When the line containing "search and is" appears in the data below, begin copying there and stop only after the line containing "the wrong type.".

Material supplied
::::

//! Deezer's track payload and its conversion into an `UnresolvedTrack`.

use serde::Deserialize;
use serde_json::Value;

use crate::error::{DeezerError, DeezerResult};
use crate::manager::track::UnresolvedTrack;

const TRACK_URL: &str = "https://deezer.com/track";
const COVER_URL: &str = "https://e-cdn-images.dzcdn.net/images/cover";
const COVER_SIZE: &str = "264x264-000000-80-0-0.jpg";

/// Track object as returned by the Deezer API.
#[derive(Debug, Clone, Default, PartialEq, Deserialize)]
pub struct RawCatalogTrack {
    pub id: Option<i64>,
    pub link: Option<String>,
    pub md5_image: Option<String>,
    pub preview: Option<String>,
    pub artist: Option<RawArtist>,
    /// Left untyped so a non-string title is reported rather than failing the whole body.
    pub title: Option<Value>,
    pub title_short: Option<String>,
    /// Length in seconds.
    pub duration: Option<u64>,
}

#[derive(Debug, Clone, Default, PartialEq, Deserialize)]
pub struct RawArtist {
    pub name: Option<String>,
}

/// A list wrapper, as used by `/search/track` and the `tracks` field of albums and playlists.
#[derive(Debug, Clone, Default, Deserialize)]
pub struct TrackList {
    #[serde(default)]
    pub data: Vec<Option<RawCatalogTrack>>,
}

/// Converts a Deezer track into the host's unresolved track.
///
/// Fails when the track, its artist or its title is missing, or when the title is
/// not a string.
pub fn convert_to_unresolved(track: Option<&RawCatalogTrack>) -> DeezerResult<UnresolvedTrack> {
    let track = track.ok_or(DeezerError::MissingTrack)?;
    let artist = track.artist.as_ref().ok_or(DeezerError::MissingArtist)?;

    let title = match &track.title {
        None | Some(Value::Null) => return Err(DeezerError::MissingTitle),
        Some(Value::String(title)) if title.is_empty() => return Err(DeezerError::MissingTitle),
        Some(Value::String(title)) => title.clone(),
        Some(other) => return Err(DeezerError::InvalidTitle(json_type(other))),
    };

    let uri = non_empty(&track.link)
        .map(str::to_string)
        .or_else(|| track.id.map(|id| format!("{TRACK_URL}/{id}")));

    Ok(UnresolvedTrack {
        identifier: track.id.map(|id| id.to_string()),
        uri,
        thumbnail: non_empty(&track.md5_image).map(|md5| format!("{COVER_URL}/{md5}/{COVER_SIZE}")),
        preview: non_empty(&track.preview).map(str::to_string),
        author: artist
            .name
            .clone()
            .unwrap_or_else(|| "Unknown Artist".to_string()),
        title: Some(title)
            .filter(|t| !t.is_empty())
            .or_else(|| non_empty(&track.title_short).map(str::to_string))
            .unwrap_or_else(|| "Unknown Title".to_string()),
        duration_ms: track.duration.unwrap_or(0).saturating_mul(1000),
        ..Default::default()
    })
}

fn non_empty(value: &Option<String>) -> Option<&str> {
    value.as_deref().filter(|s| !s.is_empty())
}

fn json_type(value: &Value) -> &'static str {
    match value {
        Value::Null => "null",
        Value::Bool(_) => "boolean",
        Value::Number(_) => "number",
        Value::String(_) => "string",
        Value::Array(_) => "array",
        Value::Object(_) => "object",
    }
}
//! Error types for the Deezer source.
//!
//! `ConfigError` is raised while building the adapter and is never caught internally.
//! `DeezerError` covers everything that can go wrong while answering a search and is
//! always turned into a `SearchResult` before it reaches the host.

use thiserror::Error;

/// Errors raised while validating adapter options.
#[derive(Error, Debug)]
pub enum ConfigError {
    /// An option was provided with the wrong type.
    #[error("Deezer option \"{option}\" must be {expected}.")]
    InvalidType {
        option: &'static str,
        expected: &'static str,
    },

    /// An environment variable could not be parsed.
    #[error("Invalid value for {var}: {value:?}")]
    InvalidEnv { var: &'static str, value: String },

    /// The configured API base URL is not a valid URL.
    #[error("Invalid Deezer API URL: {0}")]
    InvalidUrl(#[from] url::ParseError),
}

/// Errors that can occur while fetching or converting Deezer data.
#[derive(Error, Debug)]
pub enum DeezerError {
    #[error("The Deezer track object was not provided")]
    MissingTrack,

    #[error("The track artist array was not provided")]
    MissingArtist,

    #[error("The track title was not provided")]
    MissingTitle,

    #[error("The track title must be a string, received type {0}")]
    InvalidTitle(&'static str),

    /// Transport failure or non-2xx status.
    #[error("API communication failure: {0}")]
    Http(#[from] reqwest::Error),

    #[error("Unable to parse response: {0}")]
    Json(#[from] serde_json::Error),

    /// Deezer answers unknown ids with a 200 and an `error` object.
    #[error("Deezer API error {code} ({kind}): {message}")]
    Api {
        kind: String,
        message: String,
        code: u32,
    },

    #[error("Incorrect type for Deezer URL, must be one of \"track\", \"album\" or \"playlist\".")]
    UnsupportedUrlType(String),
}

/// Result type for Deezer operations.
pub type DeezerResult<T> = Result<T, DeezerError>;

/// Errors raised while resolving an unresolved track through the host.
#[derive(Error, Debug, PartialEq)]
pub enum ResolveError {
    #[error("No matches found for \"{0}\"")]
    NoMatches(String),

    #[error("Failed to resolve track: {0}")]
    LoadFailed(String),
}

::::

Output of the exercise
//! `DeezerError` covers everything that can go wrong while answering a search and is
//! always turned into a `SearchResult` before it reaches the host.

use thiserror::Error;

/// Errors raised while validating adapter options.
#[derive(Error, Debug)]
pub enum ConfigError {
    /// An option was provided with the wrong type.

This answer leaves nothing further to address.